In theory the clear coat top coat is an intersting idea that may very well work. I have never attempted it though so really I don't know for sure. If you do this please return and provide a bit on how it went for you. Include some photos. 

I do recall reading an article in an Architectural Digest magazine on a house that had quite a few accent walls coated with a metallic high gloss paint. Looked like an automobile finish. This wasn't a JLC magazine so there were not any 'how to' comments. I imagine the wall wasn't constructed of regular drywall initially. Looked very good though in a modern home in the hills of LA.


----------



## CliffK (Dec 21, 2010)

NACE said:


> Advance high Gloss. Very shiny, great leveling. Soap water clean up. Impervex, too ropy, Impervo, will amber inside more then Advance.


 Agree, Agree, Agree

Being they are small walls if you roll them(obviously lint free/short nap) and immediately lay them off they will look as smooth as if you sprayed them. It will work with the Impervo oil as well, but if it's a lighter color NACE is correct(as usual), it will amber a little in time. We've done large rooms this way over a level 5 finish and you can practically see your reflection-if you like that sort of thing?!?!

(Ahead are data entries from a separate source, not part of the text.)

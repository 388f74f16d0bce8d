//! Error types for kubeplate-apply.

use thiserror::Error;

use kubeplate_core::ResourceId;

use crate::client::ClientError;

/// Failure applying a batch; carries the kind/version of the offending object.
#[derive(Debug, Error)]
pub enum ApplyError {
    #[error("unable to create resource of kind: {kind}, version: {version}: {source}")]
    Resource {
        kind: String,
        version: String,
        #[source]
        source: ReconcileError,
    },
}

/// The step of the create-or-update sequence that failed for one object.
#[derive(Debug, Error)]
pub enum ReconcileError {
    #[error("failed to create object {id}: {source}")]
    Create {
        id: ResourceId,
        #[source]
        source: ClientError,
    },

    #[error("unable to get the resource of kind '{kind}' and name '{name}' in namespace '{namespace}': {source}")]
    Get {
        kind: String,
        name: String,
        namespace: String,
        #[source]
        source: ClientError,
    },

    #[error("unable to update the resource of kind '{kind}' and name '{name}' in namespace '{namespace}': {source}")]
    Update {
        kind: String,
        name: String,
        namespace: String,
        #[source]
        source: ClientError,
    },
}

impl ReconcileError {
    pub(crate) fn get(id: &ResourceId, source: ClientError) -> Self {
        ReconcileError::Get {
            kind: id.kind.clone(),
            name: id.name.clone(),
            namespace: id.namespace.clone().unwrap_or_default(),
            source,
        }
    }

    pub(crate) fn update(id: &ResourceId, source: ClientError) -> Self {
        ReconcileError::Update {
            kind: id.kind.clone(),
            name: id.name.clone(),
            namespace: id.namespace.clone().unwrap_or_default(),
            source,
        }
    }

    /// The client error underneath this step.
    pub fn client_error(&self) -> &ClientError {
        match self {
            ReconcileError::Create { source, .. }
            | ReconcileError::Get { source, .. }
            | ReconcileError::Update { source, .. } => source,
        }
    }
}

PS. Just looked at your colors Malarz, the yellowing is not going to be much of a factor on the on the 2136-10!!!!!!-Wow


----------



## malarz (Aug 1, 2011)

Thanks to you all for the advice. I'd been thinking of the Advance Gloss and here's my chance to try another product.


----------



## CliffK (Dec 21, 2010)

malarz said:


> Thanks to you all for the advice. I'd been thinking of the Advance Gloss and here's my chance to try another product.


 Let us/me know how it works & what you think in the real dark color.


----------



## NACE (May 16, 2008)

Just a warning, Advance HG is at least a 96% angular sheen, that is automotive. A Porsche with $500 a can Zymol custom blend on clear coat!


----------



## malarz (Aug 1, 2011)

First coat: a little sticky during application (unlike Satin Impervo or the almost-no-longer-available alkyd enamels), not much working time, more like an acrylic than the Advance Satin, levels fairly nicely.


----------



## Ultimate (Mar 20, 2011)

Thanks for this thread malarz it has renewed my interest in doing this. It was a while back when I saw the article in the AD magazine I mentioned previously and I doubt I will be able to find it again. It was about the time I was learning to paint automotive stuff that I saw the photos of the shiny walls. The inspiration bug kind of hit me and then went away until now. 

Pretty sure I am going to find a way to do a wall or two somewhere even if it is my own. Products used in the pictures attached in this post (paint p0rn for me, thinking of subscribing again) are laquer and really lack in comparison to the one I am thinking of. Laquer makes sense though. I don't know if this was what you meant by shiny but evenso it did remind me. With such a small amount of wall space you could likely get a level five finish pretty easily to spray on top of. 

I have never seen the Advance HG either. First I ever heard about the angular sheen relative to automotive type shine. Learn something new every day. I will have to check it out.


----------



## DeanV (Apr 18, 2007)

Hmmm. What nap roller, 3/4 super Fab?


----------



## IHATE_HOMEDEPOT (May 27, 2008)

I agree with the lacquer for a truly brilliant finish unless you want to fork over a bunch of money and labor and go with Fine Paints of Europe. 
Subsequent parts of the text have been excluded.